The infiltration of inflammatory cell is an important factor in the pathogenic mechanism in SLE, mainly causing tissue damage. Inflammtory chemokines can recruit and activate leukocytes, which is a crucial cause in tissue damage of the autoimune process. The chemokine-like factor 1 is a novel human cytokine which has chemotaxis effect on different leukocytes both in vitro and in vivo. CKLF1 is a novel functional ligand for CCR4. CKLF1 is also found that it is up-regulated in activated CD4+、CD8+T cells. Those data suggest that CKLF1 may play an important role in the pathogenesis of lupus.In this study, we evaluated the expression of CKLF1 in skin, kidney and peripheral blood mononuclear cells of patients.Overexpression by recombinant eukaryotic expression plasmid in lupus mice to probe into roles of CKLF1 in the development of SLE.Then we we investigated the ligants of CKLF1 through experiments in vitro.At last confirm the effect of CKLF1 by its antagonist C19 peptide.The objective of our investigations is clear the role of CKLF1 in pathogenic of tissue damage in SLE and develop new drug aim at pupus.
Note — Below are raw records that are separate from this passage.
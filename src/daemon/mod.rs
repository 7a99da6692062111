use crate::config::Config;
use crate::mining::MiningEngine;
use crate::state::{AppState, StateManager};
use crate::store::Store;
use anyhow::Result;
use chrono::Utc;
use std::sync::Arc;
use tokio::time::{interval, Duration};
use tracing::{error, info};

/// The long-running process: mining ticks, timestamp-derived deposit
/// verification, and periodic snapshot autosave.
pub struct DeadspotDaemon {
    config: Config,
    state_manager: Arc<StateManager>,
    store: Arc<Store>,
    mining_engine: MiningEngine,
}

impl DeadspotDaemon {
    pub fn new(config: Config, store: Store, state: AppState) -> Self {
        let state_manager = Arc::new(StateManager::new(state));
        let mining_engine = MiningEngine::new(
            state_manager.clone(),
            config.mining.tick_interval_secs,
        );

        Self {
            config,
            state_manager,
            store: Arc::new(store),
            mining_engine,
        }
    }

    pub async fn run(self) -> Result<()> {
        // Reconcile any offline gap before the loops start.
        let (elapsed_ms, gained) = self.state_manager.advance_to(Utc::now()).await;
        if elapsed_ms > 1000 {
            info!(
                "⏪ Caught up {:.1}s of offline accrual (+{:.8} DEADSPOT)",
                elapsed_ms as f64 / 1000.0,
                gained
            );
        }

        // Spawn deposit verification loop
        let verify_state = self.state_manager.clone();
        let verification_delay = self.config.verification_delay();
        let refresh_interval = self.config.staking.refresh_interval_secs;
        tokio::spawn(async move {
            Self::verification_loop(verify_state, verification_delay, refresh_interval).await;
        });

        // Spawn autosave loop
        let save_state = self.state_manager.clone();
        let save_store = self.store.clone();
        let autosave_interval = self.config.mining.autosave_interval_secs;
        tokio::spawn(async move {
            Self::autosave_loop(save_state, save_store, autosave_interval).await;
        });

        // Mining loop runs in the current task
        self.mining_engine.run().await;

        Ok(())
    }

    async fn verification_loop(
        state_manager: Arc<StateManager>,
        verification_delay: chrono::Duration,
        interval_secs: u64,
    ) {
        let mut ticker = interval(Duration::from_secs(interval_secs));

        info!(
            "🔎 Deposit verification started (delay: {}s, check every {}s)",
            verification_delay.num_seconds(),
            interval_secs
        );

        loop {
            ticker.tick().await;

            let newly_verified = state_manager
                .refresh_verifications(Utc::now(), verification_delay)
                .await;
            if newly_verified > 0 {
                info!("✅ {} deposit(s) verified", newly_verified);
            }
        }
    }

    async fn autosave_loop(
        state_manager: Arc<StateManager>,
        store: Arc<Store>,
        interval_secs: u64,
    ) {
        let mut ticker = interval(Duration::from_secs(interval_secs));

        info!("💾 Autosave started (every {}s)", interval_secs);

        loop {
            ticker.tick().await;

            let snapshot = state_manager.snapshot().await;
            if let Err(e) = store.save(&snapshot) {
                error!("❌ Autosave failed: {}", e);
            }
        }
    }
}
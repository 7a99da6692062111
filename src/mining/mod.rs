pub mod engine;

pub use engine::MiningEngine;
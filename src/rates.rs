use serde::{Deserialize, Serialize};
use std::collections::BTreeMap;

/// One entry of the staking rate table. The engine only consumes
/// `annual_rate_percent`; name and deposit address are shown to the user.
#[derive(Debug, Clone, PartialEq, Serialize, Deserialize)]
pub struct CryptoInfo {
    pub display_name: String,
    pub deposit_address: String,
    pub annual_rate_percent: f64,
}

/// Static mapping from crypto-kind identifier to its staking terms.
#[derive(Debug, Clone, PartialEq, Serialize, Deserialize)]
#[serde(transparent)]
pub struct RateTable(BTreeMap<String, CryptoInfo>);

impl RateTable {
    pub fn get(&self, kind: &str) -> Option<&CryptoInfo> {
        self.0.get(kind)
    }

    pub fn iter(&self) -> impl Iterator<Item = (&String, &CryptoInfo)> {
        self.0.iter()
    }
}

impl Default for RateTable {
    fn default() -> Self {
        let mut table = BTreeMap::new();
        let mut add = |kind: &str, name: &str, address: &str, rate: f64| {
            table.insert(
                kind.to_string(),
                CryptoInfo {
                    display_name: name.to_string(),
                    deposit_address: address.to_string(),
                    annual_rate_percent: rate,
                },
            );
        };

        add(
            "dogs",
            "DOGS (TON)",
            "UQArqoMhUHIsfq9xsATWfZ_zj7nPJTiShe6LSjqbrJFow9rI",
            2.5,
        );
        add(
            "dogecoin",
            "Dogecoin",
            "DDVYeK8MiizfsnzLtigSAWfx6PH24puQze",
            3.2,
        );
        add("trx", "TRX", "TY4o9UKBz32xi8hexbv6XhccqGBqSk8oJ7", 2.8);
        add(
            "matic",
            "MATIC (Polygon)",
            "0x380060e81A820a1691fA58C84ba27c23ed1Eff77",
            3.0,
        );
        add(
            "litecoin",
            "Litecoin",
            "M9NRbJWHaM6Ry7SaG1tjj6qE4XXeYS7mVr",
            2.7,
        );
        add(
            "solana",
            "Solana",
            "CWnduVqeRQrxqhGPNDnHTqHWM1dJLqCnojhMQS8FEUFB",
            3.5,
        );
        add(
            "pepe",
            "PEPE",
            "0x9af5CEd5b30a94794d9C070a78F77b65eb357e12",
            4.0,
        );

        RateTable(table)
    }
}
炎症细胞浸润在系统性红斑狼疮(SLE) 的发病机制中发挥重要作用，炎症性趋化因子对特异白细胞的趋化和功能活化是启动与自身免疫反应有关的关键步骤。趋化素样因子1（CKLF1）是一个新发现的趋化因子，可趋化中性粒细胞、淋巴细胞、单核细胞，CKLF1在活化的T细胞表达上调，因此我们推测，CKLF1与自身免疫性疾病病理过程密切相关。本课题拟通过对狼疮患者皮损、肾损及外周血细胞的检测，初步明确CKLF1在狼疮中的表达情况及其来源；通过动物模型研究CKLF1过表达对狼疮鼠的影响；进一步通过体外实验确定CKLF1的配体，及其发挥作用的途径；最后利用其拮抗肽C19证实CKLF1在狼疮组织损伤中的作用。旨在阐明CKLF1参与狼疮病理过程中的作用及机制，开发新的有效治疗药物。